UCLA

All visual animals stabilize their gaze by moving their eyes, head, or body. Humans, with camera type eyes, use a “fixate and saccade” strategy that combines smooth tracking movements and ballistic eye saccades to stabilize gaze. Drosophila melanogaster, having a radically different type of eye, nonetheless move their full body during flight to use these smooth optomotor steering and saccade maneuvers to stabilize visual gaze. Despite the ubiquitous expression of these two behaviors across different species, the neural mechanisms that differentially control these maneuvers remain unknown.

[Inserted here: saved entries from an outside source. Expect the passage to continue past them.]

//! Coordinator-only tools: spawn_agent, check_agents, get_agent_result

use async_trait::async_trait;
use serde::Serialize;
use serde_json::{json, Value};
use std::sync::Arc;

use crate::core::{ConvoyError, Result, ToolCategory, ToolDefinition};
use crate::swarm::{AgentManager, AgentStatus};
use crate::tools::{optional_str, required_str, Tool};

/// spawn_agent
pub struct SpawnAgentTool {
    manager: Arc<AgentManager>,
}

impl SpawnAgentTool {
    pub fn new(manager: Arc<AgentManager>) -> Self {
        Self { manager }
    }
}

#[async_trait]
impl Tool for SpawnAgentTool {
    fn definition(&self) -> ToolDefinition {
        ToolDefinition::function(
            "spawn_agent",
            "Spawn an async sub-agent that runs in the background. It shares the filesystem and can communicate via the message queue. Returns immediately with the agent ID.",
            json!({
                "type": "object",
                "properties": {
                    "prompt": {"type": "string", "description": "The task/prompt for the sub-agent"},
                    "context": {
                        "type": "string",
                        "description": "Optional extra context to prepend to the prompt (e.g. relevant file contents, prior findings)"
                    }
                },
                "required": ["prompt"]
            }),
        )
    }

    fn category(&self) -> ToolCategory {
        ToolCategory::Agents
    }

    async fn execute(&self, args: &Value) -> Result<String> {
        let prompt = required_str(args, "prompt")?;
        let context = optional_str(args, "context");
        let record = self.manager.spawn(prompt, context).await?;

        Ok(json!({
            "agent_id": record.id,
            "status": "spawned",
            "prompt_preview": record.prompt_preview(),
        })
        .to_string())
    }
}

#[derive(Serialize)]
struct AgentSummary {
    id: String,
    status: AgentStatus,
    prompt_preview: String,
    started_at: String,
    #[serde(skip_serializing_if = "Option::is_none")]
    finished_at: Option<String>,
}

/// check_agents
pub struct CheckAgentsTool {
    manager: Arc<AgentManager>,
}

impl CheckAgentsTool {
    pub fn new(manager: Arc<AgentManager>) -> Self {
        Self { manager }
    }
}

#[async_trait]
impl Tool for CheckAgentsTool {
    fn definition(&self) -> ToolDefinition {
        ToolDefinition::no_args(
            "check_agents",
            "Check the status of all spawned sub-agents. Returns a summary of each agent's current state.",
        )
    }

    fn category(&self) -> ToolCategory {
        ToolCategory::Agents
    }

    async fn execute(&self, _args: &Value) -> Result<String> {
        let summaries: Vec<AgentSummary> = self
            .manager
            .list_all()
            .into_iter()
            .map(|record| AgentSummary {
                prompt_preview: record.prompt_preview(),
                id: record.id,
                status: record.status,
                started_at: record.started_at,
                finished_at: record.finished_at,
            })
            .collect();
        Ok(serde_json::to_string(&summaries)?)
    }
}

/// get_agent_result
pub struct GetAgentResultTool {
    manager: Arc<AgentManager>,
}

impl GetAgentResultTool {
    pub fn new(manager: Arc<AgentManager>) -> Self {
        Self { manager }
    }
}

#[async_trait]
impl Tool for GetAgentResultTool {
    fn definition(&self) -> ToolDefinition {
        ToolDefinition::function(
            "get_agent_result",
            "Get the full result and step-by-step output of a completed sub-agent.",
            json!({
                "type": "object",
                "properties": {
                    "agent_id": {"type": "string", "description": "The agent ID, e.g. \"a001\""}
                },
                "required": ["agent_id"]
            }),
        )
    }

    fn category(&self) -> ToolCategory {
        ToolCategory::Agents
    }

    async fn execute(&self, args: &Value) -> Result<String> {
        let agent_id = required_str(args, "agent_id")?;
        let report = self.manager.get_result(agent_id).map_err(|e| match e {
            ConvoyError::NotFound(_) | ConvoyError::Json(_) | ConvoyError::Io(_) => {
                ConvoyError::tool(format!("Agent not found: {}", agent_id))
            }
            other => other,
        })?;
        Ok(serde_json::to_string(&report)?)
    }
}
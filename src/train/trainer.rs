use crate::{
    data::samples::SampleSet,
    error::Result,
    loss::mse::MseLoss,
    network::network::Network,
    train::train_config::TrainMode,
};

/// Runs one epoch over the samples picked by `order` and returns the mean
/// per-sample error measured on the forward waves.
///
/// Online mode updates the weights after every sample. Batch mode collects
/// every sample's gradients and applies their mean once, at the end of the
/// epoch.
pub fn train_epoch(
    network: &mut Network,
    samples: &SampleSet,
    order: &[usize],
    mode: TrainMode,
) -> Result<f64> {
    let mut total_error = 0.0;

    for &idx in order {
        // Forward pass
        network.forward(samples.input(idx))?;
        let output = network.output_activations();
        let raw_errors = MseLoss::raw_errors(&output, samples.desired(idx));
        total_error += MseLoss::mean_squared(&raw_errors);

        // Backward pass
        match mode {
            TrainMode::Online => network.backward(&raw_errors)?,
            TrainMode::Batch => network.accumulate_backward(&raw_errors)?,
        }
    }

    if mode == TrainMode::Batch {
        network.apply_gradients();
    }

    Ok(total_error / order.len().max(1) as f64)
}

/// Mean per-sample error over the samples picked by `order`, forward waves
/// only.
pub fn evaluate(network: &mut Network, samples: &SampleSet, order: &[usize]) -> Result<f64> {
    if order.is_empty() {
        return Ok(0.0);
    }
    let mut total = 0.0;
    for &idx in order {
        let output = network.test(samples.input(idx))?;
        total += MseLoss::loss(&output, samples.desired(idx));
    }
    Ok(total / order.len() as f64)
}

In this paper, we utilize the Gal4-UAS system to express a potassium inward rectifier, known as Kir2.1, in T4/T5, T2 or T3 columnar cells to test for differences in a flying fly’s ability to perform smooth optomotor steering and saccade maneuvers. Our data confirm prior work showing that T4/T5 neurons contribute motion related information to the downstream circuitry responsible for computing the speed of a moving panorama across the fly retina and accurately matching it to smooth fixational optomotor gain. We extend these results to show that T4/T5 are largely dispensable for the control of object tracking saccades. Additionally, our results strongly suggest that T2/T3 neurons contribute to the downstream circuitry responsible for target acquisition mechanisms required for recognizing and initiating saccadic tracking bouts in response to a moving barlike stimulus.